- _ACTIVITY_: Start at the first line of the listing below. Write out each line exactly, stopping after the one that contains "pub type Result<T>".

━━━━━━

//! Error types for camera-panel-core

use std::io;
use std::time::Duration;
use thiserror::Error;

use crate::control::ControlError;
use crate::video::capture::CaptureError;
use crate::video::recorder::RecorderError;
use crate::video::snapshot::SnapshotError;

/// Result type alias using PanelError
pub type Result<T> = std::result::Result<T, PanelError>;

/// Panel error types
///
/// All errors that can surface from the panel facade. Module-level errors
/// (capture, control, recorder, snapshot) convert into this type at the
/// API boundary; inside the capture loop they are handled per the
/// fatal/transient taxonomy instead of being propagated.
#[derive(Debug, Error)]
pub enum PanelError {
    /// I/O error
    #[error("IO error: {0}")]
    Io(#[from] io::Error),

    /// Capture-device error
    #[error("Capture error: {0}")]
    Capture(#[from] CaptureError),

    /// Device-control error
    #[error("Control error: {0}")]
    Control(#[from] ControlError),

    /// Recorder error
    #[error("Recorder error: {0}")]
    Recorder(#[from] RecorderError),

    /// Snapshot error
    #[error("Snapshot error: {0}")]
    Snapshot(#[from] SnapshotError),

    /// No frame has been captured yet
    #[error("No frame available yet")]
    NoFrame,

    /// The capture loop is not in the Running state
    #[error("Capture loop is not running")]
    CaptureNotRunning,

    /// A recording session is already active
    #[error("Recording already in progress")]
    AlreadyRecording,

    /// The capture thread did not acknowledge shutdown in time
    #[error("Capture thread did not stop within {0:?}")]
    ShutdownTimeout(Duration),

    /// Generic error
    #[error("{0}")]
    Other(String),
}

impl PanelError {
    /// Create an Other error
    pub fn other(msg: impl Into<String>) -> Self {
        Self::Other(msg.into())
    }
}
//! Device Control Adapter
//!
//! Pushes control values to the camera driver through the external
//! `v4l2-ctl` utility. The utility is treated as an unreliable external
//! effector: a non-zero exit is reported and capture continues, while a
//! missing utility is fatal and requests overall shutdown.
//!
//! ## Command shape
//!
//! ```bash
//! v4l2-ctl -d <device-index> -c <control>=<value>
//! ```
//!
//! Success is exit code zero; stdout/stderr are captured and only
//! surfaced on failure.

use std::fmt;
use std::io;
use std::path::PathBuf;
use std::process::Command;
use thiserror::Error;
use tracing::{debug, warn};

/// Camera controls the panel knows how to drive
#[derive(Debug, Clone, Copy, PartialEq, Eq)]
pub enum CameraControl {
    /// Exposure time in microseconds
    Exposure,
    /// Frame rate in frames per second
    FrameRate,
}

impl CameraControl {
    /// The control name understood by the control utility
    pub fn name(&self) -> &'static str {
        match self {
            CameraControl::Exposure => "exposure",
            CameraControl::FrameRate => "frame_rate",
        }
    }
}

impl fmt::Display for CameraControl {
    fn fmt(&self, f: &mut fmt::Formatter<'_>) -> fmt::Result {
        f.write_str(self.name())
    }
}

/// Error types for control pushes
#[derive(Debug, Error)]
pub enum ControlError {
    /// The control utility binary could not be found. Fatal: without it
    /// no setting will ever reach the hardware.
    #[error("Control utility '{0}' not found; install v4l-utils")]
    UtilityMissing(PathBuf),

    /// The utility ran but reported failure
    #[error("Setting {control}={value} failed: {stderr}")]
    CommandFailed {
        /// Control that was being set
        control: CameraControl,
        /// Value that was being pushed
        value: u32,
        /// Trimmed stderr from the utility
        stderr: String,
    },

    /// Spawning or waiting on the utility failed for another reason
    #[error("Control utility error: {0}")]
    Io(#[from] io::Error),
}

impl ControlError {
    /// Whether this failure should abort capture entirely
    pub fn is_fatal(&self) -> bool {
        matches!(self, ControlError::UtilityMissing(_))
    }
}

/// A sink for "set control to value" commands
///
/// Seam between the capture loop and the external utility; tests substitute
/// a recording fake to observe reconciliation behavior.
pub trait ControlBackend: Send {
    /// Push one control value to the hardware. Synchronous; may take
    /// non-trivial wall-clock time.
    fn set_control(&mut self, control: CameraControl, value: u32) -> Result<(), ControlError>;
}

/// Production backend shelling out to `v4l2-ctl`
#[derive(Debug, Clone)]
pub struct V4l2CtlBackend {
    device_index: usize,
    program: PathBuf,
}

impl V4l2CtlBackend {
    /// Backend for the given device index using `v4l2-ctl` from PATH
    pub fn new(device_index: usize) -> Self {
        Self::with_program(device_index, "v4l2-ctl")
    }

    /// Backend using an explicit utility path (used by tests)
    pub fn with_program(device_index: usize, program: impl Into<PathBuf>) -> Self {
        Self {
            device_index,
            program: program.into(),
        }
    }

    /// Device index this backend targets
    pub fn device_index(&self) -> usize {
        self.device_index
    }
}

impl ControlBackend for V4l2CtlBackend {
    fn set_control(&mut self, control: CameraControl, value: u32) -> Result<(), ControlError> {
        let assignment = format!("{}={}", control.name(), value);
        debug!(
            program = %self.program.display(),
            device = self.device_index,
            %assignment,
            "Pushing control value"
        );

        let output = Command::new(&self.program)
            .arg("-d")
            .arg(self.device_index.to_string())
            .arg("-c")
            .arg(&assignment)
            .output()
            .map_err(|e| {
                if e.kind() == io::ErrorKind::NotFound {
                    ControlError::UtilityMissing(self.program.clone())
                } else {
                    ControlError::Io(e)
                }
            })?;

        if output.status.success() {
            Ok(())
        } else {
            let stderr = String::from_utf8_lossy(&output.stderr).trim().to_string();
            warn!(%control, value, %stderr, "Control utility reported failure");
            Err(ControlError::CommandFailed {
                control,
                value,
                stderr,
            })
        }
    }
}

#[cfg(test)]
mod tests {
    use super::*;

    #[test]
    fn test_control_names() {
        assert_eq!(CameraControl::Exposure.name(), "exposure");
        assert_eq!(CameraControl::FrameRate.name(), "frame_rate");
    }

    #[test]
    fn test_missing_utility_is_fatal() {
        let mut backend =
            V4l2CtlBackend::with_program(0, "/nonexistent/bin/v4l2-ctl-for-tests");
        let err = backend
            .set_control(CameraControl::Exposure, 800)
            .unwrap_err();
        assert!(matches!(err, ControlError::UtilityMissing(_)));
        assert!(err.is_fatal());
    }

    #[test]
    fn test_command_failure_is_not_fatal() {
        // `false` exists on any Linux box and exits non-zero regardless of args.
        let mut backend = V4l2CtlBackend::with_program(0, "false");
        let err = backend
            .set_control(CameraControl::FrameRate, 60)
            .unwrap_err();
        assert!(matches!(err, ControlError::CommandFailed { .. }));
        assert!(!err.is_fatal());
    }

    #[test]
    fn test_successful_push() {
        // `true` accepts any arguments and exits zero.
        let mut backend = V4l2CtlBackend::with_program(0, "true");
        assert!(backend.set_control(CameraControl::Exposure, 800).is_ok());
    }

    #[test]
    fn test_error_display_includes_control_and_value() {
        let err = ControlError::CommandFailed {
            control: CameraControl::Exposure,
            value: 800,
            stderr: "unknown control".to_string(),
        };
        let msg = err.to_string();
        assert!(msg.contains("exposure=800"));
        assert!(msg.contains("unknown control"));
    }
}
//! The store query contract.

use crate::queries::ModelQuery;
use crate::record::Record;
use async_trait::async_trait;
use pipewright_core::Result;

/// A graph model store exposing a single query capability.
///
/// `query` returns the ordered list of records matching a traversal
/// expression, or `None` when the traversal matches nothing. Absence is
/// not an error: most configuration keywords are optional and the
/// extractor simply skips them. Queries are idempotent reads; the
/// projector issues them strictly serialized, one at a time.
#[async_trait]
pub trait ModelStore: Send + Sync {
    /// Run a traversal expression against the store.
    ///
    /// # Errors
    ///
    /// Returns [`pipewright_core::Error::Store`] when the store itself
    /// fails (connection loss, malformed traversal). A traversal that
    /// merely matches nothing yields `Ok(None)`.
    async fn query(&self, query: &ModelQuery) -> Result<Option<Vec<Record>>>;
}

#[async_trait]
impl<S: ModelStore + ?Sized> ModelStore for &S {
    async fn query(&self, query: &ModelQuery) -> Result<Option<Vec<Record>>> {
        (**self).query(query).await
    }
}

━━━━━━

- _FINISHED EXERCISE_:
//! Error types for camera-panel-core

use std::io;
use std::time::Duration;
use thiserror::Error;

use crate::control::ControlError;
use crate::video::capture::CaptureError;
use crate::video::recorder::RecorderError;
use crate::video::snapshot::SnapshotError;

/// Result type alias using PanelError
pub type Result<T> = std::result::Result<T, PanelError>;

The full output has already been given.